*** Begin section ***
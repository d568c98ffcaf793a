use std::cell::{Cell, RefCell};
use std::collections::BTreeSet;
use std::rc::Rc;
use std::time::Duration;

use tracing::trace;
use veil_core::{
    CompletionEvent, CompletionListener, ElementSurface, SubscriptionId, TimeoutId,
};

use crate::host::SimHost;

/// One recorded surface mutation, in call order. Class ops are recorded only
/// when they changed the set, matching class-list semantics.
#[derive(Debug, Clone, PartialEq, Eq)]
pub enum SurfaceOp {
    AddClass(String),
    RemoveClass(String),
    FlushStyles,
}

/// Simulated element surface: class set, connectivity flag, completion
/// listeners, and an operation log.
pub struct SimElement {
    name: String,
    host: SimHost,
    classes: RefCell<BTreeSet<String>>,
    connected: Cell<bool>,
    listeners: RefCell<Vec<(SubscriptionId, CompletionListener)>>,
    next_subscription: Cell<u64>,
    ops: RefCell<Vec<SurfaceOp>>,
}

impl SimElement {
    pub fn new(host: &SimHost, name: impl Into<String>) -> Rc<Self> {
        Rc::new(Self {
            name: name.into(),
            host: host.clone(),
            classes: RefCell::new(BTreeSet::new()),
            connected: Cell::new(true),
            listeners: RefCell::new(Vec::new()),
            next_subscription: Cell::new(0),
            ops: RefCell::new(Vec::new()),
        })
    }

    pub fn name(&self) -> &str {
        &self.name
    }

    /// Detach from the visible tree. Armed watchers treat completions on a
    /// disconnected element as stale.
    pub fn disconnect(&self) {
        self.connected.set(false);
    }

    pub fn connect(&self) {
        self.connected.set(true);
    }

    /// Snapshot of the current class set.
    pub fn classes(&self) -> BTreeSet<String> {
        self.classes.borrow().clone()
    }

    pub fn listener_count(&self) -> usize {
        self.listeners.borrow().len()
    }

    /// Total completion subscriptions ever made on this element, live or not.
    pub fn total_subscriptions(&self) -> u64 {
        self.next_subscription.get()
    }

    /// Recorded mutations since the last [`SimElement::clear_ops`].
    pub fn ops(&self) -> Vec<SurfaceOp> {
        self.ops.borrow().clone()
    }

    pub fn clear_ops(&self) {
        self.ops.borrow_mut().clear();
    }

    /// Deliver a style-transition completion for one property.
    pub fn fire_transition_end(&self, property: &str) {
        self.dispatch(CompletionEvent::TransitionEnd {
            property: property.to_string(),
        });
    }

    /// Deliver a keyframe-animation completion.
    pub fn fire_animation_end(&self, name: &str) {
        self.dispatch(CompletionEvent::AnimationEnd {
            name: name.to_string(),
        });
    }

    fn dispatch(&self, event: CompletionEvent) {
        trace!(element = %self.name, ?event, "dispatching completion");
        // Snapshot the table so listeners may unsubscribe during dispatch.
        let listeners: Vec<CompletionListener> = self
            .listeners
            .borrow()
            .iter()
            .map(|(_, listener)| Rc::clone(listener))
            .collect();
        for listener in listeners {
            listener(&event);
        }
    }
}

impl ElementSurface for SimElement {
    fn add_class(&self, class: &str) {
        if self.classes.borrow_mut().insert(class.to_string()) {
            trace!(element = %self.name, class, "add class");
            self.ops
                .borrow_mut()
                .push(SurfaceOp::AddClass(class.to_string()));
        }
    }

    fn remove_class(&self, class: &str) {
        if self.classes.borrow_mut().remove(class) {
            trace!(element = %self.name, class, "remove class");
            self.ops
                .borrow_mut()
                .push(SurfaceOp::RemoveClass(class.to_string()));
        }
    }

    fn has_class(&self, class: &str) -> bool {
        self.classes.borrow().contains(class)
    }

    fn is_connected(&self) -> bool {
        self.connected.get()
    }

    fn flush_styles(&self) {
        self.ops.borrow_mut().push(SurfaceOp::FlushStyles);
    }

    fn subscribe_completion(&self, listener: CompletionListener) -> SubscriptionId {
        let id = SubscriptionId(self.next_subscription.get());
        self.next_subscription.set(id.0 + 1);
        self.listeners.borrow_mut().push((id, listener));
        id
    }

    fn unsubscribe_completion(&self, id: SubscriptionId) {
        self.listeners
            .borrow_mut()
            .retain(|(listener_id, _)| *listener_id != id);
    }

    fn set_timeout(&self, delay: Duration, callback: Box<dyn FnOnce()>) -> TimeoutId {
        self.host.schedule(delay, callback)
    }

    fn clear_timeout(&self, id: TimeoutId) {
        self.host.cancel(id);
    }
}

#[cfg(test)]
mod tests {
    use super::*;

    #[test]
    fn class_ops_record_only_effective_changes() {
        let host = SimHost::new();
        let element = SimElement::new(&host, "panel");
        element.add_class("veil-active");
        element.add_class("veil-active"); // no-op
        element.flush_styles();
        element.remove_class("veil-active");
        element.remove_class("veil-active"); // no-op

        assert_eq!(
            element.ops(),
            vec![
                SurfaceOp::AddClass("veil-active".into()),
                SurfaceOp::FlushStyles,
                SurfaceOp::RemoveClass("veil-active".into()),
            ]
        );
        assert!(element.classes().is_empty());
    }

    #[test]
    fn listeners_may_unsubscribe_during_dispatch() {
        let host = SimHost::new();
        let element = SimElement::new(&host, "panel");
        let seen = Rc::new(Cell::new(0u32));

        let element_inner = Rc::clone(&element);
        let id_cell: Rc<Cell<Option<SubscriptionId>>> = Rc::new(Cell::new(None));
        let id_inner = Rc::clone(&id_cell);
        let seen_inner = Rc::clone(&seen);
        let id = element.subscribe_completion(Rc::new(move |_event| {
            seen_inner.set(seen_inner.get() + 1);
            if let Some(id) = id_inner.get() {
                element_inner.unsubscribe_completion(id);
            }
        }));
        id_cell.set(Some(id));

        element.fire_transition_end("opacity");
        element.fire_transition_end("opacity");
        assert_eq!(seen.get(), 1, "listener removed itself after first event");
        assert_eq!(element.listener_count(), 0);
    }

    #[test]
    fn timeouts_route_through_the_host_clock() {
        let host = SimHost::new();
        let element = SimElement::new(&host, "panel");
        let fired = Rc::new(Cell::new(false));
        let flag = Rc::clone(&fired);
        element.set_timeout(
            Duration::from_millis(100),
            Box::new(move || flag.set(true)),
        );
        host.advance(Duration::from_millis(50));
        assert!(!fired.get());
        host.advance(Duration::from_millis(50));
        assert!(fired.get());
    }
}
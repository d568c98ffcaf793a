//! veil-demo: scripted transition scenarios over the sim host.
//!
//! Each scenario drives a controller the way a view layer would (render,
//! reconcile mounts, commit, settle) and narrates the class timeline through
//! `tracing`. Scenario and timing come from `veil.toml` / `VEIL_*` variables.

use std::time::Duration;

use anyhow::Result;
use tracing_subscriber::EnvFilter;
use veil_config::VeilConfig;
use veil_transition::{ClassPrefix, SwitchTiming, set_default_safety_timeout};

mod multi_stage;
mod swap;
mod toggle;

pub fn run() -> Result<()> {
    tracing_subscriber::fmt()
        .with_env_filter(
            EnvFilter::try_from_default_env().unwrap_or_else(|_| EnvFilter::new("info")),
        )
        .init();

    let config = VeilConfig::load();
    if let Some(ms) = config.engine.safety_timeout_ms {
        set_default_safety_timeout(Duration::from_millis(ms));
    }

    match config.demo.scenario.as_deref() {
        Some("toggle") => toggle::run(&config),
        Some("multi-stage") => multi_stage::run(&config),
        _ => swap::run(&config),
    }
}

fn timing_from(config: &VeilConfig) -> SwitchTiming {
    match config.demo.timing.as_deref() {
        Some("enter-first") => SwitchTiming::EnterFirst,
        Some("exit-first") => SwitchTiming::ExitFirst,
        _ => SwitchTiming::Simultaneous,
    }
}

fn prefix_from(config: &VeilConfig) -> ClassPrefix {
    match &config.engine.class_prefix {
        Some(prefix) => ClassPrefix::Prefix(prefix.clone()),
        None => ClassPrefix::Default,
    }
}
*** End section ***
Brief — All of the entries above must be transcribed exactly.

Result of the exercise —
repository d568c98ffcaf793a
use std::cell::{Cell, RefCell};
use std::collections::BTreeSet;
use std::rc::Rc;
use std::time::Duration;

use tracing::trace;
use veil_core::{
    CompletionEvent, CompletionListener, ElementSurface, SubscriptionId, TimeoutId,
};

use crate::host::SimHost;

/// One recorded surface mutation, in call order. Class ops are recorded only
/// when they changed the set, matching class-list semantics.
#[derive(Debug, Clone, PartialEq, Eq)]
pub enum SurfaceOp {
    AddClass(String),
    RemoveClass(String),
    FlushStyles,
}

/// Simulated element surface: class set, connectivity flag, completion
/// listeners, and an operation log.
pub struct SimElement {
    name: String,
    host: SimHost,
    classes: RefCell<BTreeSet<String>>,
    connected: Cell<bool>,
    listeners: RefCell<Vec<(SubscriptionId, CompletionListener)>>,
    next_subscription: Cell<u64>,
    ops: RefCell<Vec<SurfaceOp>>,
}

impl SimElement {
    pub fn new(host: &SimHost, name: impl Into<String>) -> Rc<Self> {
        Rc::new(Self {
            name: name.into(),
            host: host.clone(),
            classes: RefCell::new(BTreeSet::new()),
            connected: Cell::new(true),
            listeners: RefCell::new(Vec::new()),
            next_subscription: Cell::new(0),
            ops: RefCell::new(Vec::new()),
        })
    }

    pub fn name(&self) -> &str {
        &self.name
    }

    /// Detach from the visible tree. Armed watchers treat completions on a
    /// disconnected element as stale.
    pub fn disconnect(&self) {
        self.connected.set(false);
    }

    pub fn connect(&self) {
        self.connected.set(true);
    }

    /// Snapshot of the current class set.
    pub fn classes(&self) -> BTreeSet<String> {
        self.classes.borrow().clone()
    }

    pub fn listener_count(&self) -> usize {
        self.listeners.borrow().len()
    }

    /// Total completion subscriptions ever made on this element, live or not.
    pub fn total_subscriptions(&self) -> u64 {
        self.next_subscription.get()
    }

    /// Recorded mutations since the last [`SimElement::clear_ops`].
    pub fn ops(&self) -> Vec<SurfaceOp> {
        self.ops.borrow().clone()
    }

    pub fn clear_ops(&self) {
        self.ops.borrow_mut().clear();
    }

    /// Deliver a style-transition completion for one property.
    pub fn fire_transition_end(&self, property: &str) {
        self.dispatch(CompletionEvent::TransitionEnd {
            property: property.to_string(),
        });
    }

    /// Deliver a keyframe-animation completion.
    pub fn fire_animation_end(&self, name: &str) {
        self.dispatch(CompletionEvent::AnimationEnd {
            name: name.to_string(),
        });
    }

    fn dispatch(&self, event: CompletionEvent) {
        trace!(element = %self.name, ?event, "dispatching completion");
        // Snapshot the table so listeners may unsubscribe during dispatch.
        let listeners: Vec<CompletionListener> = self
            .listeners
            .borrow()
            .iter()
            .map(|(_, listener)| Rc::clone(listener))
            .collect();
        for listener in listeners {
            listener(&event);
        }
    }
}

impl ElementSurface for SimElement {
    fn add_class(&self, class: &str) {
        if self.classes.borrow_mut().insert(class.to_string()) {
            trace!(element = %self.name, class, "add class");
            self.ops
                .borrow_mut()
                .push(SurfaceOp::AddClass(class.to_string()));
        }
    }

    fn remove_class(&self, class: &str) {
        if self.classes.borrow_mut().remove(class) {
            trace!(element = %self.name, class, "remove class");
            self.ops
                .borrow_mut()
                .push(SurfaceOp::RemoveClass(class.to_string()));
        }
    }

    fn has_class(&self, class: &str) -> bool {
        self.classes.borrow().contains(class)
    }

    fn is_connected(&self) -> bool {
        self.connected.get()
    }

    fn flush_styles(&self) {
        self.ops.borrow_mut().push(SurfaceOp::FlushStyles);
    }

    fn subscribe_completion(&self, listener: CompletionListener) -> SubscriptionId {
        let id = SubscriptionId(self.next_subscription.get());
        self.next_subscription.set(id.0 + 1);
        self.listeners.borrow_mut().push((id, listener));
        id
    }

    fn unsubscribe_completion(&self, id: SubscriptionId) {
        self.listeners
            .borrow_mut()
            .retain(|(listener_id, _)| *listener_id != id);
    }

    fn set_timeout(&self, delay: Duration, callback: Box<dyn FnOnce()>) -> TimeoutId {
        self.host.schedule(delay, callback)
    }

    fn clear_timeout(&self, id: TimeoutId) {
        self.host.cancel(id);
    }
}

#[cfg(test)]
mod tests {
    use super::*;

    #[test]
    fn class_ops_record_only_effective_changes() {
        let host = SimHost::new();
        let element = SimElement::new(&host, "panel");
        element.add_class("veil-active");
        element.add_class("veil-active"); // no-op
        element.flush_styles();
        element.remove_class("veil-active");
        element.remove_class("veil-active"); // no-op

        assert_eq!(
            element.ops(),
            vec![
                SurfaceOp::AddClass("veil-active".into()),
                SurfaceOp::FlushStyles,
                SurfaceOp::RemoveClass("veil-active".into()),
            ]
        );
        assert!(element.classes().is_empty());
    }

    #[test]
    fn listeners_may_unsubscribe_during_dispatch() {
        let host = SimHost::new();
        let element = SimElement::new(&host, "panel");
        let seen = Rc::new(Cell::new(0u32));

        let element_inner = Rc::clone(&element);
        let id_cell: Rc<Cell<Option<SubscriptionId>>> = Rc::new(Cell::new(None));
        let id_inner = Rc::clone(&id_cell);
        let seen_inner = Rc::clone(&seen);
        let id = element.subscribe_completion(Rc::new(move |_event| {
            seen_inner.set(seen_inner.get() + 1);
            if let Some(id) = id_inner.get() {
                element_inner.unsubscribe_completion(id);
            }
        }));
        id_cell.set(Some(id));

        element.fire_transition_end("opacity");
        element.fire_transition_end("opacity");
        assert_eq!(seen.get(), 1, "listener removed itself after first event");
        assert_eq!(element.listener_count(), 0);
    }

    #[test]
    fn timeouts_route_through_the_host_clock() {
        let host = SimHost::new();
        let element = SimElement::new(&host, "panel");
        let fired = Rc::new(Cell::new(false));
        let flag = Rc::clone(&fired);
        element.set_timeout(
            Duration::from_millis(100),
            Box::new(move || flag.set(true)),
        );
        host.advance(Duration::from_millis(50));
        assert!(!fired.get());
        host.advance(Duration::from_millis(50));
        assert!(fired.get());
    }
}
repository d568c98ffcaf793a
//! veil-demo: scripted transition scenarios over the sim host.
//!
//! Each scenario drives a controller the way a view layer would (render,
//! reconcile mounts, commit, settle) and narrates the class timeline through
//! `tracing`. Scenario and timing come from `veil.toml` / `VEIL_*` variables.

use std::time::Duration;

use anyhow::Result;
use tracing_subscriber::EnvFilter;
use veil_config::VeilConfig;
use veil_transition::{ClassPrefix, SwitchTiming, set_default_safety_timeout};

mod multi_stage;
mod swap;
mod toggle;

pub fn run() -> Result<()> {
    tracing_subscriber::fmt()
        .with_env_filter(
            EnvFilter::try_from_default_env().unwrap_or_else(|_| EnvFilter::new("info")),
        )
        .init();

    let config = VeilConfig::load();
    if let Some(ms) = config.engine.safety_timeout_ms {
        set_default_safety_timeout(Duration::from_millis(ms));
    }

    match config.demo.scenario.as_deref() {
        Some("toggle") => toggle::run(&config),
        Some("multi-stage") => multi_stage::run(&config),
        _ => swap::run(&config),
    }
}

fn timing_from(config: &VeilConfig) -> SwitchTiming {
    match config.demo.timing.as_deref() {
        Some("enter-first") => SwitchTiming::EnterFirst,
        Some("exit-first") => SwitchTiming::ExitFirst,
        _ => SwitchTiming::Simultaneous,
    }
}

fn prefix_from(config: &VeilConfig) -> ClassPrefix {
    match &config.engine.class_prefix {
        Some(prefix) => ClassPrefix::Prefix(prefix.clone()),
        None => ClassPrefix::Default,
    }
}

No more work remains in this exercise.